Да нет, уже нужно идти…
Идти и думать: кто же этот глупец, бессмертный, как сама глупость?..
Ноет простуженная поясница. Ноги почти не несут – гудят в проклятых туфлях…
Всё-таки останусь, посижу на нашей с ним скамейке. С некоторых пор нас здесь осталось вдвое меньше, чем в те давние времена. Как не улыбнуться собственным арифметическим способностям, ну не молодчина ли я? Разделились два надвое, в остатке получается один и одна… Есть он, есть я, – но всё равно это – ровно вдвое меньше, чем было тогда, вначале.
Почерневшие, отвислые щёки полуночного неба усеяны блёклыми, кое-где розово-прыщеватыми крапинками. И в этом небе отражается наше высыхающее озеро – бездонный водоём раздражённо швыряемых друг в друга пресных слов.
Останусь. Бесполезно и бессмысленно уходить отсюда, с этой скамьи, пусть и давно задеревеневшей, от этого озера, пусть и давно охладевшего, – от этого озера, в котором нет числа остывшим кусочкам золы, невесть когда бывшим угольками…
Сама знаю – не останусь, всё равно ведь встану и пойду – к нашим четырём стенам, побитым горохом упрёков, обид и обвинений. К разбитым горшкам незаживающих обвинений, к ядовитым черепкам колющей иронии. Добра наживать оказалось даже проще, чем предполагалось, – вот только хорошо, что у нас нет кур: было бы грустно видеть, как они отказываются клевать эти легко нажитые золотые полушки, разбросанные повсюду – по двору, у озера, в замке.
Пойду, чтобы снова перебирать больными ногами в холодных туфлях всё по той же шершавой лестнице, словно белая детская халва зачерствевшей с тех пор, как исчерпалось подобие моего детства. Чёрствая халва – неужели по ней удавалось бегать?

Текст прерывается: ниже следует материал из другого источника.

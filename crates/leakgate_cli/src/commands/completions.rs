//! Completions command - generates shell completion scripts.

use clap::CommandFactory as _;
use clap_complete::Shell;

use crate::Cli;

/// Writes a completion script for the given shell to stdout.
pub fn run(shell: Shell) -> super::Result {
    let mut cmd = Cli::command();
    clap_complete::generate(shell, &mut cmd, "leakgate", &mut std::io::stdout());
    Ok(())
}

Когда-то он, ожидая моей восхищённой благодарности, взлетел выше птичьего полёта, но оттуда меня невозможно не то что разглядеть, а хотя бы заметить, – так чему же восхищаться и за что благодарить?
Полетать, что ли, и мне – мне ведь по чину, – чтобы с высоты полёта тех же птиц не замечать опостылевших мелочей? Увы, небо занято, двоим в нём можно лишь разминуться. Да и мелочей – всего нашего добра – нажито столько, что ничего другого, кажется, уже и не осталось. А добро всё наживается и наживается, не переставая…
– …где же ты, наконец?
Кто из нас это спросил? Нет, не спросил, а сперва, давным-давно, раздражённо бросил, потом равнодушно заметил, потом устало зевнул…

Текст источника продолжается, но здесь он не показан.